File system access is pretty fast … if you are running on a desktop system with lots of caching resources and no real requirement to synch/flush content to the backing media until it you have idle cycles. You can do a lot of churning and never even have it poke to the top of any desktop performance metering tools.
If you are running an embedded system though, filesystem access is your nemesis. Not only does the media that you are interfacing with have generally slower access times, but the environment much more demanding. You get the double whammy of fewer CPU cycles to spare and little or no additional cache memory to compensate for slow device access. All that, and you’ve got some pesky power monitor that keeps trying to get the system to idle so it can sleep and save a few milliwatts of power.
The customers that have approached Crank software about WebKit integration all have embedded systems that they are running, so as part of my WebKit optimization week I started out with the easy targets: Excessive filesystem access.
- Open a trace log file and open the search dialog; Search > Search or just Ctrl+H in the editor.

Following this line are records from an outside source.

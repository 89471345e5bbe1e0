//! Clipboard integration
//!
//! Wires the protocol core into a host application's copy/paste events.
//!
//! # Architecture
//!
//! The protocol itself lives in [`clipegg_core`]: the egg record, the four-format
//! encoder and the decoder. This module adds the pieces an application needs
//! around it:
//!
//! - [`ClipEgg`] - Rule registry and copy/paste dispatch
//! - [`CopyEvent`] / [`PasteEvent`] - Events handed in by the event layer
//! - [`file`] - Bundle files, the on-disk form of a clipboard transaction
//!
//! # Data Flow
//!
//! ```text
//! Event layer               ClipEgg                    clipegg-core           Clipboard
//! ━━━━━━━━━━━               ━━━━━━━                    ━━━━━━━━━━━━           ━━━━━━━━━
//!
//! Copy (Ctrl+C)
//!   └─> CopyEvent ──────> first matching rule
//!                           └─> extractor ──────────> Egg::with_clock
//!                                                       └─> write_egg ─────> 4 formats
//!
//! Paste (Ctrl+V)
//!   └─> PasteEvent ─────> decode_with_clock <─────────────────────────────── get_data
//!                           └─> paste handlers
//! ```

pub mod error;
pub mod file;

mod dispatcher;
mod event;

// =============================================================================
// Re-exports
// =============================================================================

pub use dispatcher::{locate, ClipEgg, EggFields, Extractor, Locate, Matcher, PasteHandler};
pub use error::{ClipboardError, ErrorType, Result};
pub use event::{CopyEvent, PasteEvent};
pub use file::{decode_file, read_bundle, read_bundle_from, write_bundle};
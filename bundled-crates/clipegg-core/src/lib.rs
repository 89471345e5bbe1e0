//! # clipegg-core
//!
//! Clipboard egg protocol: copy references, not payloads.
//!
//! An [`Egg`] is a small record pointing at content (a URI plus display
//! metadata). This crate turns an egg into a multi-format clipboard payload and
//! back again:
//!
//! - **[`encode`]** - Egg → [`FormatBundle`] (structured JSON + three fallbacks)
//! - **[`decode`]** - [`FormatLookup`] → `Option<Egg>`, with fallback
//!   reconstruction from `text/uri-list` when the structured format is absent
//!
//! ## Quick Start
//!
//! ```rust
//! use clipegg_core::{decode, encode, Egg, EggOptions};
//!
//! let egg = Egg::new(
//!     "https://example.com/doc/123",
//!     "My Document",
//!     EggOptions::new().with_type("document"),
//! );
//!
//! let bundle = encode(&egg);
//! assert_eq!(bundle.plain, "My Document\nhttps://example.com/doc/123");
//!
//! let pasted = decode(&bundle).unwrap();
//! assert_eq!(pasted, egg);
//! ```
//!
//! ## Wire Formats
//!
//! | Format | Content |
//! |--------|---------|
//! | `application/x-clipegg+json` | full egg, every key present, nulls explicit |
//! | `text/uri-list` | raw URI |
//! | `text/plain` | `label\nuri` |
//! | `text/html` | anchor, optional inline thumbnail |
//!
//! The fallback formats are written verbatim. No HTML escaping is performed, so
//! integrators copying from untrusted content must sanitize before encoding.

#![cfg_attr(docsrs, feature(doc_cfg))]
#![deny(missing_docs)]

mod decode;
mod egg;
mod encode;
mod error;

pub mod formats;

pub use decode::{decode, decode_with_clock, try_decode, try_decode_with_clock};
pub use egg::{Clock, Egg, EggOptions, SystemClock, PROTOCOL_VERSION, TYPE_UNKNOWN, TYPE_URI_FALLBACK};
pub use encode::{encode, write_egg};
pub use error::{EggError, EggResult};
pub use formats::{
    ClipboardPayload, FormatBundle, FormatLookup, MemoryClipboard, MIME_EGG, MIME_HTML, MIME_PLAIN, MIME_URI_LIST,
};

/// Re-export of the JSON object type used for [`Egg::meta`]
pub use serde_json::{Map as MetaMap, Value as MetaValue};

/// Prelude module for convenient imports
pub mod prelude {
    pub use crate::{decode, encode, write_egg, ClipboardPayload, Egg, EggOptions, FormatBundle, FormatLookup};
}
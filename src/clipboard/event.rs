//! Copy and paste events handed to [`ClipEgg`](super::ClipEgg) by the event layer.

use clipegg_core::{ClipboardPayload, FormatLookup};

/// A copy about to happen.
///
/// `S` is whatever the event layer calls an element: the thing the user's
/// selection is anchored in.
pub struct CopyEvent<'a, S: ?Sized> {
    source: Option<&'a S>,
    clipboard: &'a mut dyn ClipboardPayload,
    default_prevented: bool,
}

impl<'a, S: ?Sized> CopyEvent<'a, S> {
    /// Create a copy event writing into `clipboard`
    pub fn new(source: Option<&'a S>, clipboard: &'a mut dyn ClipboardPayload) -> Self {
        Self {
            source,
            clipboard,
            default_prevented: false,
        }
    }

    /// Element the selection is anchored in, if there is a selection
    pub fn source(&self) -> Option<&'a S> {
        self.source
    }

    /// Clipboard data being written by this copy
    pub fn clipboard_mut(&mut self) -> &mut (dyn ClipboardPayload + 'a) {
        &mut *self.clipboard
    }

    /// Suppress the platform's own copy behavior
    pub fn prevent_default(&mut self) {
        self.default_prevented = true;
    }

    /// Whether [`prevent_default`](Self::prevent_default) was called
    pub fn default_prevented(&self) -> bool {
        self.default_prevented
    }
}

impl<S: ?Sized> std::fmt::Debug for CopyEvent<'_, S> {
    fn fmt(&self, f: &mut std::fmt::Formatter<'_>) -> std::fmt::Result {
        f.debug_struct("CopyEvent")
            .field("has_source", &self.source.is_some())
            .field("default_prevented", &self.default_prevented)
            .finish()
    }
}

/// A paste about to happen
pub struct PasteEvent<'a> {
    clipboard: &'a dyn FormatLookup,
    default_prevented: bool,
}

impl<'a> PasteEvent<'a> {
    /// Create a paste event reading from `clipboard`
    pub fn new(clipboard: &'a dyn FormatLookup) -> Self {
        Self {
            clipboard,
            default_prevented: false,
        }
    }

    /// Clipboard data being pasted
    pub fn clipboard(&self) -> &'a dyn FormatLookup {
        self.clipboard
    }

    /// Suppress the platform's own paste behavior
    pub fn prevent_default(&mut self) {
        self.default_prevented = true;
    }

    /// Whether [`prevent_default`](Self::prevent_default) was called
    pub fn default_prevented(&self) -> bool {
        self.default_prevented
    }
}

impl std::fmt::Debug for PasteEvent<'_> {
    fn fmt(&self, f: &mut std::fmt::Formatter<'_>) -> std::fmt::Result {
        f.debug_struct("PasteEvent")
            .field("default_prevented", &self.default_prevented)
            .finish()
    }
}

- Select the Trace Search tab icon and select Add to create a new condition
- Create the condition using the System class and the Path Manager code
Now if you use this condition you will see all of the path based file operations. You can use the data fields in the event such as process or pid to filter the events down to what you are interested in. Running this query, focusing in on the the WebKit based application as it launched against a test website yeilded:
Unbelievable! Considering that this was a trace that lasted only 30 seconds, 2100file accesses seems to be a little bit unreasonable and either a bug or an area ripe for optimization. The pathname provided us with lots of insight into what was happening (lots and lots of font access). Our current port uses FontConfig to manage the font mappings and FreeType to perform the rendering.
Our first change was to create a more ’embedded friendly’ font configuration file. By default the font configuration is scanned every few seconds to support dynamic font addition and removal. Usefull for desktops, but not needed by most embedded systems. Doing that, we picked up a few seconds of improvement, but were still churning.

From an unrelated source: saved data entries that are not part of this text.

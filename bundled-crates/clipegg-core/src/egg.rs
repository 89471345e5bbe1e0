//! The egg record and its factory.

use chrono::Utc;
use serde::{Deserialize, Serialize};
use serde_json::{Map, Value};
use std::sync::atomic::{AtomicU64, Ordering};

/// Protocol version stamped into every egg this crate creates
pub const PROTOCOL_VERSION: u32 = 1;

/// Type tag used when the copier did not say what the reference points at
pub const TYPE_UNKNOWN: &str = "unknown";

/// Type tag of eggs rebuilt from `text/uri-list`
pub const TYPE_URI_FALLBACK: &str = "uri-fallback";

// =============================================================================
// Clock
// =============================================================================

/// Source of egg timestamps (milliseconds since the Unix epoch)
#[cfg_attr(test, mockall::automock)]
pub trait Clock: Send + Sync {
    /// Current time in milliseconds
    fn now_millis(&self) -> u64;
}

/// Highest timestamp handed out by [`SystemClock`] in this process
static LAST_TIMESTAMP_MS: AtomicU64 = AtomicU64::new(0);

/// Wall-clock time, never going backwards within a process.
///
/// Two eggs created in the same millisecond share a timestamp; an egg is never
/// stamped earlier than one created before it, even if the system clock is
/// stepped back in between.
#[derive(Debug, Clone, Copy, Default)]
pub struct SystemClock;

impl Clock for SystemClock {
    fn now_millis(&self) -> u64 {
        let wall = u64::try_from(Utc::now().timestamp_millis()).unwrap_or(0);
        let previous = LAST_TIMESTAMP_MS.fetch_max(wall, Ordering::Relaxed);
        previous.max(wall)
    }
}

// =============================================================================
// Egg
// =============================================================================

/// A clipboard egg: a reference to content rather than the content itself.
///
/// Serializes to the structured wire shape
/// `{ v, uri, label, type, thumb, meta, ts }` with every key present and absent
/// optionals written as `null`.
#[derive(Debug, Clone, PartialEq, Serialize, Deserialize)]
pub struct Egg {
    /// Protocol version
    #[serde(rename = "v")]
    pub version: u32,

    /// The referenced resource
    pub uri: String,

    /// Human-readable display text (may be empty)
    pub label: String,

    /// Free-form category tag (`"image"`, `"document"`, ...)
    #[serde(rename = "type")]
    pub kind: String,

    /// Thumbnail URL
    #[serde(default)]
    pub thumb: Option<String>,

    /// Application-defined payload, opaque to the protocol
    #[serde(default)]
    pub meta: Option<Map<String, Value>>,

    /// Creation time in milliseconds since the Unix epoch
    #[serde(rename = "ts")]
    pub timestamp: u64,
}

impl Egg {
    /// Create an egg stamped with the current wall-clock time.
    ///
    /// `uri` and `label` are stored verbatim. Unset or empty `type` becomes
    /// [`TYPE_UNKNOWN`], unset or empty `thumb` becomes `None`.
    ///
    /// # Example
    ///
    /// ```rust
    /// use clipegg_core::{Egg, EggOptions, TYPE_UNKNOWN};
    ///
    /// let egg = Egg::new("https://example.com", "Example", EggOptions::default());
    /// assert_eq!(egg.kind, TYPE_UNKNOWN);
    /// assert!(egg.thumb.is_none());
    /// ```
    pub fn new(uri: impl Into<String>, label: impl Into<String>, options: EggOptions) -> Self {
        Self::with_clock(uri, label, options, &SystemClock)
    }

    /// Create an egg stamped by `clock`
    pub fn with_clock(
        uri: impl Into<String>,
        label: impl Into<String>,
        options: EggOptions,
        clock: &dyn Clock,
    ) -> Self {
        let EggOptions { kind, thumb, meta } = options;

        Self {
            version: PROTOCOL_VERSION,
            uri: uri.into(),
            label: label.into(),
            kind: kind
                .filter(|k| !k.is_empty())
                .unwrap_or_else(|| TYPE_UNKNOWN.to_string()),
            thumb: thumb.filter(|t| !t.is_empty()),
            meta,
            timestamp: clock.now_millis(),
        }
    }

    /// Synthetic egg rebuilt from the plain URI formats
    pub(crate) fn uri_fallback(uri: String, label: String, clock: &dyn Clock) -> Self {
        Self {
            version: PROTOCOL_VERSION,
            uri,
            label,
            kind: TYPE_URI_FALLBACK.to_string(),
            thumb: None,
            meta: None,
            timestamp: clock.now_millis(),
        }
    }

    /// Whether this egg was reconstructed from fallback formats
    pub fn is_uri_fallback(&self) -> bool {
        self.kind == TYPE_URI_FALLBACK
    }
}

/// Optional egg fields accepted by [`Egg::new`]
#[derive(Debug, Clone, Default, PartialEq, Serialize, Deserialize)]
pub struct EggOptions {
    /// Category tag
    #[serde(rename = "type", default)]
    pub kind: Option<String>,

    /// Thumbnail URL
    #[serde(default)]
    pub thumb: Option<String>,

    /// Application metadata
    #[serde(default)]
    pub meta: Option<Map<String, Value>>,
}

impl EggOptions {
    /// Empty options; every field takes its default
    pub fn new() -> Self {
        Self::default()
    }

    /// Set the category tag
    pub fn with_type(mut self, kind: impl Into<String>) -> Self {
        self.kind = Some(kind.into());
        self
    }

    /// Set the thumbnail URL
    pub fn with_thumb(mut self, thumb: impl Into<String>) -> Self {
        self.thumb = Some(thumb.into());
        self
    }

    /// Set the metadata object
    pub fn with_meta(mut self, meta: Map<String, Value>) -> Self {
        self.meta = Some(meta);
        self
    }
}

Time to dive into the code and correlate it with our trace results:
The traces showed repetitive file access for the same font, so we added a simple filesystem name cache and used FreeType’s internal cache to avoid this churn. This dropped the file accesses by about an eighth and picked up another few seconds of improvement. Not bad for a bit of effort, but not the big gain we were looking for.

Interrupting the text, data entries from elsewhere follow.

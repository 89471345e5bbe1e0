//! Error types for egg decoding.

use thiserror::Error;

/// Result type for egg operations
pub type EggResult<T> = std::result::Result<T, EggError>;

/// Errors that can occur while reading an egg from a clipboard
#[derive(Error, Debug)]
pub enum EggError {
    /// Structured payload present but not a valid egg
    ///
    /// Covers both invalid JSON and JSON that does not have the egg shape.
    #[error("malformed structured payload: {0}")]
    MalformedPayload(#[from] serde_json::Error),
}

impl EggError {
    /// Returns true if the caller can carry on with the clipboard transaction
    ///
    /// A malformed payload only means "no usable egg"; it never poisons the
    /// clipboard or the codec.
    pub fn is_recoverable(&self) -> bool {
        matches!(self, Self::MalformedPayload(_))
    }

    /// Line and column of the parse failure, when known
    pub fn location(&self) -> Option<(usize, usize)> {
        match self {
            Self::MalformedPayload(e) if e.line() > 0 => Some((e.line(), e.column())),
            Self::MalformedPayload(_) => None,
        }
    }
}

#[cfg(test)]
mod tests {
    use super::*;

    fn parse_error(input: &str) -> EggError {
        serde_json::from_str::<serde_json::Value>(input)
            .map(|_| ())
            .map_err(EggError::from)
            .unwrap_err()
    }

    #[test]
    fn test_error_display() {
        let err = parse_error("{not json");
        assert!(err.to_string().starts_with("malformed structured payload: "));
    }

    #[test]
    fn test_is_recoverable() {
        assert!(parse_error("{").is_recoverable());
    }

    #[test]
    fn test_location() {
        let err = parse_error("{\n  \"v\": }");
        assert_eq!(err.location().map(|(line, _)| line), Some(2));
    }
}
//! Clipboard Error Types
//!
//! Errors raised while moving clipboard bundles in and out of files and
//! streams. A malformed egg inside an otherwise valid bundle is wrapped from
//! [`clipegg_core::EggError`].

use clipegg_core::EggError;
use thiserror::Error;

/// Result type for clipboard operations
pub type Result<T> = std::result::Result<T, ClipboardError>;

/// Clipboard module error types
#[derive(Error, Debug)]
pub enum ClipboardError {
    /// Bundle exceeds the configured size limit
    #[error("Bundle exceeds maximum allowed size of {0} bytes")]
    DataSizeExceeded(usize),

    /// Bundle is valid JSON but not a format map
    #[error("Invalid bundle: {0}")]
    InvalidData(String),

    /// Bundle is not valid JSON
    #[error("JSON error: {0}")]
    Json(#[from] serde_json::Error),

    /// IO error
    #[error("IO error: {0}")]
    Io(#[from] std::io::Error),

    /// Bundle carries a malformed egg payload
    #[error("Egg error: {0}")]
    Core(#[from] EggError),
}

/// Error classification for reporting
#[derive(Debug, Clone, Copy, PartialEq, Eq, Hash)]
pub enum ErrorType {
    /// Input rejected before or during parsing
    DataValidation,
    /// Reading or writing failed
    Io,
}

impl ClipboardError {
    /// Classify this error
    pub fn error_type(&self) -> ErrorType {
        match self {
            Self::DataSizeExceeded(_) | Self::InvalidData(_) | Self::Json(_) | Self::Core(_) => {
                ErrorType::DataValidation
            }
            Self::Io(e) if e.kind() == std::io::ErrorKind::InvalidData => ErrorType::DataValidation,
            Self::Io(_) => ErrorType::Io,
        }
    }

    /// Returns true if retrying with different input may succeed
    pub fn is_recoverable(&self) -> bool {
        self.error_type() == ErrorType::DataValidation
    }
}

The traces still showed that we were hitting the font configuration directories several times over, definitely not the intention of the source as far as we could tell. After a day of code inspection, the culprit turned out to be an innocent looking routine that was responsible for cleaning up temporary font resources … unfortunately the cleanup also destroyed a static font configuration, causing it to be re-created each time a new font request was made! Fixing that bug and re-running our test load:
Now that’s looking better! While the number of file accesses is still high (318) it isn’t completely ridiculous (2100) and even better, most of those initial accesses are the shared library loading and don’t occur during the steady state operations of the browser. The even better news is the time savings that came with this reduction … it dropped a full ten (10) seconds off the general load time! We’ve totally moving from Super Sloppy to Super Shiny! (thanks Mario and Paul!).